The Kuna Caves (or Kuna Cave) is a lava tube cave south of Kuna, Idaho with a public entrance, an opening in the ground with a caged ladder leading down into the main cavern.

== Background ==

The cave is about 50 ft deep and runs about a quarter mile north and around 1000 ft south from the entrance. The southern portion of the cave requires crawling through a trench dug out of the clay floor of the cave leading to a small space approximately 3 ft wide by 3 ft tall by 4 ft long in which you can turn around to return to the main [cavern]. The interior temperature of the cave hovers around 56 °F year round.

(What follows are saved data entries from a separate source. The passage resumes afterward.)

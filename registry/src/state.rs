use std::sync::Arc;

use guardian_core::{GuardianSet, GuardianSetHistory, HistoryError};
use parking_lot::{RwLock, RwLockUpgradableReadGuard};

/// An immutable view of every known guardian set, paired with the set that is live at the time
/// the view was taken.
#[derive(Debug, Clone)]
pub struct GuardianSnapshot {
    history: GuardianSetHistory,
    live: Arc<GuardianSet>,
}

impl GuardianSnapshot {
    fn new(history: GuardianSetHistory) -> Result<Self, HistoryError> {
        let live = history.latest().cloned().ok_or(HistoryError::Empty)?;
        Ok(GuardianSnapshot { history, live })
    }

    pub fn history(&self) -> &GuardianSetHistory {
        &self.history
    }

    pub fn live(&self) -> &Arc<GuardianSet> {
        &self.live
    }

    pub fn latest_index(&self) -> u32 {
        self.live.index()
    }
}

/// The guardian set state shared between the synchronizer and everything that verifies
/// messages.
///
/// Readers grab the current snapshot and drop the lock straight away. The synchronizer is the
/// only writer; it builds the next snapshot on the side and swaps it in, so history and live set
/// always change together.
#[derive(Debug)]
pub struct SharedGuardianSets {
    current: RwLock<Arc<GuardianSnapshot>>,
}

impl SharedGuardianSets {
    /// Fails if `history` is empty: there has to be a live set.
    pub fn new(history: GuardianSetHistory) -> Result<Self, HistoryError> {
        Ok(SharedGuardianSets {
            current: RwLock::new(Arc::new(GuardianSnapshot::new(history)?)),
        })
    }

    pub fn snapshot(&self) -> Arc<GuardianSnapshot> {
        self.current.read().clone()
    }

    pub fn history(&self) -> GuardianSetHistory {
        self.snapshot().history.clone()
    }

    pub fn live(&self) -> Arc<GuardianSet> {
        self.current.read().live.clone()
    }

    pub fn latest_index(&self) -> u32 {
        self.current.read().latest_index()
    }

    /// Appends `set` to the history and makes it live. `set` must carry the next consecutive
    /// index.
    pub(crate) fn apply(
        &self,
        set: GuardianSet,
        expiration: Option<u64>,
    ) -> Result<Arc<GuardianSet>, HistoryError> {
        let current = self.current.upgradable_read();

        let mut history = current.history.clone();
        let live = history.push(set, expiration)?.clone();
        let next = Arc::new(GuardianSnapshot {
            history,
            live: live.clone(),
        });

        *RwLockUpgradableReadGuard::upgrade(current) = next;
        Ok(live)
    }
}

#[cfg(test)]
mod test {
    use guardian_core::GuardianAddress;

    use super::*;

    fn set(index: u32, seed: u8) -> GuardianSet {
        GuardianSet::new(index, vec![GuardianAddress([seed; 20])]).unwrap()
    }

    fn shared(n: u32) -> SharedGuardianSets {
        let mut history = GuardianSetHistory::new();
        for i in 0..n {
            history.push(set(i, i as u8), None).unwrap();
        }
        SharedGuardianSets::new(history).unwrap()
    }

    #[test]
    fn empty_history_has_no_live_set() {
        assert_eq!(
            HistoryError::Empty,
            SharedGuardianSets::new(GuardianSetHistory::new()).unwrap_err()
        );
    }

    #[test]
    fn apply_swaps_history_and_live_together() {
        let state = shared(2);
        let before = state.snapshot();

        let live = state.apply(set(2, 9), Some(50)).unwrap();
        assert_eq!(2, live.index());
        assert_eq!(2, state.latest_index());
        assert_eq!(live, state.live());
        assert_eq!(3, state.history().len());
        assert_eq!(Some(50), state.history().expiration(2));

        // Snapshots taken earlier are unaffected.
        assert_eq!(1, before.latest_index());
        assert_eq!(2, before.history().len());
    }

    #[test]
    fn apply_rejects_gaps() {
        let state = shared(2);
        let err = state.apply(set(3, 9), None).unwrap_err();
        assert_eq!(
            HistoryError::NonConsecutive {
                expected: 2,
                actual: 3
            },
            err
        );
        assert_eq!(1, state.latest_index());
    }
}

A logbook was placed deep in the North end of the cave for people to sign in 2018.

== Local Culture ==

According to locals, at one time the system had been much larger and was composed of multiple caves, even stretching to the Snake River, before the United States Army Corps of Engineers blocked it off by detonating dynamite, collapsing a portion of the cave.

== Controversy ==

The official Bureau of Land Management stance on the cave is that it should not be visited by the general public. Traveling to the caves involves driving along a short dirt road, that is often very muddy, leading to the cave from Kuna Cave Road. Although the entrance has a ladder to get down into the cavern, it is not maintained. The cave itself is littered with graffiti, trash, and ash from fires started by visitors, leading officials to consider restricting access to the caves and sparking local demand for conservation of the caves.

In 2021, the Bureau of Land Management performed an environmental assessment and proposed a draft for a "Kuna Cave Recreation Site Improvement Project", which would improve public facilities by adding a road leading to the caves, a parking lot, an improved ladder, and a new grate to deter vandalism.